Abstract 2335: Transposition Of The Great Arteries And Double Outlet Right Ventricle Have Related Early Developmental Origins: Fundamental Insights From In Vivo Imaging
Congenital heart defects (CHD) are the most common birth defect. Proper retinoic acid (RA) signaling is required for normal development, and RA excess produces conotruncal CHD such as transposition of the great arteries (TGA) and double outlet right ventricle (DORV). We hypothesized that origins and evolution of TGA and DORV follow specific developmental patterns, definable in vivo by noninvasive ultrasound biomicroscopy (UBM)-Doppler imaging. Timed-pregnant ICR mice were injected with 70 mg/kg IP RA at 8.5 days post-conception (E8.5). Individual embryos were tracked with 40 MHz UBM-Doppler longitudinally on 5 consecutive days (E11.5–15.5: N=34 injected, N=8 uninjected controls). CHD included TGA (24%) and DORV (21%, all with right aorta, left pulmonary artery), as well as ventricular septal defect (VSD, defined at E15.5) and double-inlet left ventricle. External gross examination and histology confirmed ~90% concordance of UBM diagnosis of CHD, here (at E15.5) and in separate experiments (E11.5–15.5, N=111). All E11.5 embryos showed normal cardiac looping, with a normal unseptated heart and outflow tract (OFT) - the truncus arteriosus -arising from the right ventricle/bulbus cordis. Of embryos destined for TGA, 7/8 showed partial septation of the distal truncus into parallel OFT at E12.5; 4 showed DORV at E12.5 before evolving into TGA by E13.5. Of embryos destined for DORV, 6/7 showed partial septation of the distal truncus into parallel OFT at E12.5 as well. Thus, abnormal septation commences in the more distal truncus arteriosus as early as E12.5. In contrast, embryos destined for normal OFT development showed partial OFT septation in spiral (non-parallel) fashion, with complete/near-complete OFT septation and morphology at E13.5. All TGA/DORV embryos displayed normal cardiac function.

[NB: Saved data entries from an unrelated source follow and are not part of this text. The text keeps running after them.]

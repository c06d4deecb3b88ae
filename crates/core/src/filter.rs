//! Listing filters built from query parameters.
//!
//! `?genre=RPG,Action&plateforme=PC` means: the game's genres include RPG
//! or Action, AND its platforms include PC.

use crate::coerce::split_list;
use crate::game::{Game, FIELD_GENRE, FIELD_PLATEFORME};

/// Per-field "contains any of" constraints, combined with AND.
///
/// `None` leaves the field unconstrained. `Some(vec![])` matches nothing.
#[derive(Debug, Clone, Default, PartialEq, Eq)]
pub struct GameFilter {
    pub genre: Option<Vec<String>>,
    pub plateforme: Option<Vec<String>>,
}

impl GameFilter {
    /// Build a filter from raw `(key, value)` query pairs.
    ///
    /// Unknown keys are ignored. A key given several times is treated as one
    /// comma-joined value. A key whose joined value is empty adds no
    /// constraint.
    pub fn from_query_pairs<I, K, V>(pairs: I) -> Self
    where
        I: IntoIterator<Item = (K, V)>,
        K: AsRef<str>,
        V: AsRef<str>,
    {
        let mut genre: Vec<String> = Vec::new();
        let mut plateforme: Vec<String> = Vec::new();

        for (key, value) in pairs {
            match key.as_ref() {
                FIELD_GENRE => genre.push(value.as_ref().to_string()),
                FIELD_PLATEFORME => plateforme.push(value.as_ref().to_string()),
                _ => {}
            }
        }

        Self {
            genre: constraint(&genre),
            plateforme: constraint(&plateforme),
        }
    }

    pub fn is_empty(&self) -> bool {
        self.genre.is_none() && self.plateforme.is_none()
    }

    /// Whether `game` satisfies every constrained field.
    pub fn matches(&self, game: &Game) -> bool {
        overlaps(self.genre.as_deref(), &game.genre)
            && overlaps(self.plateforme.as_deref(), &game.plateforme)
    }
}

fn constraint(raw_values: &[String]) -> Option<Vec<String>> {
    let joined = raw_values.join(",");
    if joined.is_empty() {
        None
    } else {
        Some(split_list(&joined))
    }
}

fn overlaps(wanted: Option<&[String]>, actual: &[String]) -> bool {
    match wanted {
        None => true,
        Some(wanted) => actual.iter().any(|value| wanted.contains(value)),
    }
}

CONCLUSIONS. TGA and DORV are developmentally related, differing only in complete (TGA) vs. incomplete (DORV) leftward truncal shift. Given normal heart, proximal OFT, and cardiac function, flow streams do not explain TGA/DORV morphogenesis. Corresponding to 4–6 weeks’ human gestation, these first in vivo data support longstanding hypotheses of TGA/DORV embryogenesis, and implicate RA signaling in the pathogenesis of abnormal truncal septation and shift.